(Work instruction) Output only the lines below from the one containing "the status snapshot." to the one containing "whether it holds", exactly as written, both ends kept.

[Stored items]
- Opening Delimiter -

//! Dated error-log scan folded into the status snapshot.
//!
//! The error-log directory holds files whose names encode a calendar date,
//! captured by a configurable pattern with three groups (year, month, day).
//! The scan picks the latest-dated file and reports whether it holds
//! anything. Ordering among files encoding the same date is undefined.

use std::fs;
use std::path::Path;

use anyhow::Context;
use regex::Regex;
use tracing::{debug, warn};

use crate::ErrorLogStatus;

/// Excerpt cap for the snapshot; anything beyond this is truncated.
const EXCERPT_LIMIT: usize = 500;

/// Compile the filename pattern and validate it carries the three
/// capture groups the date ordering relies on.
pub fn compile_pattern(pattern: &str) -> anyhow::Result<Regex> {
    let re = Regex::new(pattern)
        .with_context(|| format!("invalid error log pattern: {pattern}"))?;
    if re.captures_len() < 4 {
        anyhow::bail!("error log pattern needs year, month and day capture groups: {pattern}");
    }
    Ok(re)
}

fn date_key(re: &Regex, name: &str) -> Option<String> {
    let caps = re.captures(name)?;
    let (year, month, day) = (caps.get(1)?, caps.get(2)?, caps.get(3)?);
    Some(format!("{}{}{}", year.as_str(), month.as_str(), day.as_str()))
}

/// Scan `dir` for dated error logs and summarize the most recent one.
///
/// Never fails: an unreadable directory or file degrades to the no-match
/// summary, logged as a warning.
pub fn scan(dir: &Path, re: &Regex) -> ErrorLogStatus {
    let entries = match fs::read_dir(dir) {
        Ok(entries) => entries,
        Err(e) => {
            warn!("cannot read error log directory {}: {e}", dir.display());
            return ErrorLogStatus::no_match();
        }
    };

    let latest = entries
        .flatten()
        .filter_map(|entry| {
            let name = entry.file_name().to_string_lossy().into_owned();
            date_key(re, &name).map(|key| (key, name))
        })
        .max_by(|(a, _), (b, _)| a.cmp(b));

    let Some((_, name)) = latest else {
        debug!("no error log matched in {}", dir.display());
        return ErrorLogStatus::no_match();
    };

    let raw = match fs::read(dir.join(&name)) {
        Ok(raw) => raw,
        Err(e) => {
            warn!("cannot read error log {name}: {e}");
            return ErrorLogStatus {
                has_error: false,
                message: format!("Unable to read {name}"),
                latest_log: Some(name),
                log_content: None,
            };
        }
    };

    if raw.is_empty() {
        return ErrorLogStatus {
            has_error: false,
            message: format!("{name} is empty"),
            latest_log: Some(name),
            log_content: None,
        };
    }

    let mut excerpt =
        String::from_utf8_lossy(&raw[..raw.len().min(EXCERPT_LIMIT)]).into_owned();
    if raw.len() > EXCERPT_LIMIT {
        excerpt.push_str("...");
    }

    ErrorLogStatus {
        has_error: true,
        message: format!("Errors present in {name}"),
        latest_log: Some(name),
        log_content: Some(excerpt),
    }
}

- Closing Delimiter -
- Opening Delimiter -

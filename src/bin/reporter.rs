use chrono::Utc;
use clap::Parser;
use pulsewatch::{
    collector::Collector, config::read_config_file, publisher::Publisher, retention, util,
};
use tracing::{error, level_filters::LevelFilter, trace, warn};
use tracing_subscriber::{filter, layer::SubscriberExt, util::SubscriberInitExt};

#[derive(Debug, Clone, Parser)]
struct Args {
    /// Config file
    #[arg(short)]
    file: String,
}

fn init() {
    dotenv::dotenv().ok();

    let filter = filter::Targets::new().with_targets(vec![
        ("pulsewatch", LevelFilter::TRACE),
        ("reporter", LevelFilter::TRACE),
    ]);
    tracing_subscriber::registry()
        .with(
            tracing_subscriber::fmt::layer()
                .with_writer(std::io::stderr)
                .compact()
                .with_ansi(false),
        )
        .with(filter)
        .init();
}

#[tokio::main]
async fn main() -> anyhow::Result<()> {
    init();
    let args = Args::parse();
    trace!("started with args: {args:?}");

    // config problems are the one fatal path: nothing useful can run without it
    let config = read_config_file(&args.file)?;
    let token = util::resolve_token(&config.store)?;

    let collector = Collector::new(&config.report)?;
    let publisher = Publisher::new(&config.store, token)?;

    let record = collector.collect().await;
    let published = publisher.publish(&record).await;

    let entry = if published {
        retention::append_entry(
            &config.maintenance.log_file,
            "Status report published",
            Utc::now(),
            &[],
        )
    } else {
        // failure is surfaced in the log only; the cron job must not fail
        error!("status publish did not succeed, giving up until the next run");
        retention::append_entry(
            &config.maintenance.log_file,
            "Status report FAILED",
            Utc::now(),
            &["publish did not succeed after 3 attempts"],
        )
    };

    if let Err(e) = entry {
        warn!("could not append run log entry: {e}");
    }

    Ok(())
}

- Closing Delimiter -
- Opening Delimiter -

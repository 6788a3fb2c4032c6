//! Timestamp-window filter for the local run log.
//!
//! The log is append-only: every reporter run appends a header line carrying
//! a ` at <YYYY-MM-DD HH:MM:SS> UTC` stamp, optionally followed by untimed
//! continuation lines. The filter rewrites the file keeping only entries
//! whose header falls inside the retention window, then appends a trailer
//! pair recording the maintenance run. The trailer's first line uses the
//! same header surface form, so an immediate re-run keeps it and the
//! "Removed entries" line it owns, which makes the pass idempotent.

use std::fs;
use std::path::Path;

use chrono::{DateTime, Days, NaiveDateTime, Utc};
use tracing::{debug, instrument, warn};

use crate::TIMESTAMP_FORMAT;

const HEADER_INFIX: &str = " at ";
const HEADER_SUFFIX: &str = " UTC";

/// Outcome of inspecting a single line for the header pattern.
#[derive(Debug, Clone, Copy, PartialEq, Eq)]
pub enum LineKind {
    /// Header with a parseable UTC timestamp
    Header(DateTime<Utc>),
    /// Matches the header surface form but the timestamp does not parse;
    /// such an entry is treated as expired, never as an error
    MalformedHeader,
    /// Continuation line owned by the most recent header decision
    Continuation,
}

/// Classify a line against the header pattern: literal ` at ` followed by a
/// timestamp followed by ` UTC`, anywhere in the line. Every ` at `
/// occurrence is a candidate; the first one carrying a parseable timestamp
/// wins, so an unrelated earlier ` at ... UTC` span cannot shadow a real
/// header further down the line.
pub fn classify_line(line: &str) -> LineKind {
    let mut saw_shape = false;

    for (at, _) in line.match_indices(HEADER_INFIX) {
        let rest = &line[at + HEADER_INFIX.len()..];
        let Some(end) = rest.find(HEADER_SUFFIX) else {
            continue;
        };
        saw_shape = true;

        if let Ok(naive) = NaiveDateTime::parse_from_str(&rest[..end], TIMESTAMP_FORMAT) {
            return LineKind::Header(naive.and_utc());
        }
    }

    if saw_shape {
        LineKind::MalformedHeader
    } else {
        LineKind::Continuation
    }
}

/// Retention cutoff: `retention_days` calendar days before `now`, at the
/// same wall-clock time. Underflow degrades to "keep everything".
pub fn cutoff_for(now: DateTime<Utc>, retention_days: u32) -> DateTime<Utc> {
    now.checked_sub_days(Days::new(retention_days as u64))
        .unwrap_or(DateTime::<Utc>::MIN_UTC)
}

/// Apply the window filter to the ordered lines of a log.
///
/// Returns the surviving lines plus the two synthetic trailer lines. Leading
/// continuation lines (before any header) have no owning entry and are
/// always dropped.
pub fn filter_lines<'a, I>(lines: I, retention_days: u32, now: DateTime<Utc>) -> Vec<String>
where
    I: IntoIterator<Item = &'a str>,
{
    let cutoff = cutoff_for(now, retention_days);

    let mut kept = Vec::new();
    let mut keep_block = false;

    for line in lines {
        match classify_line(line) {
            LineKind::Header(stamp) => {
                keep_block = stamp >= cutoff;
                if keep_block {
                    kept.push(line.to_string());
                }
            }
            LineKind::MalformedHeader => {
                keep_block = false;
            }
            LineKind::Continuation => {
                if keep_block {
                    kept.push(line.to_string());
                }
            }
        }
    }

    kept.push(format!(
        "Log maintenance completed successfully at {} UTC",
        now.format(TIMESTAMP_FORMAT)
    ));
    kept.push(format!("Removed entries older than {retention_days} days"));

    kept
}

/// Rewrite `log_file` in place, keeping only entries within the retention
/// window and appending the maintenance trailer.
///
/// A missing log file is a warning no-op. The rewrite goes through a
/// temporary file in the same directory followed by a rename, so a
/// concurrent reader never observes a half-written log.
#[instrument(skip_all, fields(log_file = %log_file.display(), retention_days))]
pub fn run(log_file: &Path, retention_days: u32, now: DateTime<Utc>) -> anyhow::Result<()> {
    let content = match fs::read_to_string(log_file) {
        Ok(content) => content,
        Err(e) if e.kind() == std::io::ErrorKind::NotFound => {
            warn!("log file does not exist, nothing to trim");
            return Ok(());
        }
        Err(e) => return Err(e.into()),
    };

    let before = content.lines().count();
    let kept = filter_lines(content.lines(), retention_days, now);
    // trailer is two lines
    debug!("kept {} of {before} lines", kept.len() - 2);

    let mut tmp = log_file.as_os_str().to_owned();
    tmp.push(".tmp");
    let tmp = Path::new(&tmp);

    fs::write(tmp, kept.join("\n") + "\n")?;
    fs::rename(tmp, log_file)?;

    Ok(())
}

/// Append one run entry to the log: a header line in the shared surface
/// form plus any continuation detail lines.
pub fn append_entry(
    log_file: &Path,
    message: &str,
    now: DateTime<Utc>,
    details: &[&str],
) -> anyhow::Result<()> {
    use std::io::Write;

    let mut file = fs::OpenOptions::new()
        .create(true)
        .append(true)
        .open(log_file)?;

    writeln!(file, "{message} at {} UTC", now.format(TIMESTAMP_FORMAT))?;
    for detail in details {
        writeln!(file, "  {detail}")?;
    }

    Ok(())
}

- Closing Delimiter -

(Problem solution)
//! Dated error-log scan folded into the status snapshot.
//!
//! The error-log directory holds files whose names encode a calendar date,
//! captured by a configurable pattern with three groups (year, month, day).
//! The scan picks the latest-dated file and reports whether it holds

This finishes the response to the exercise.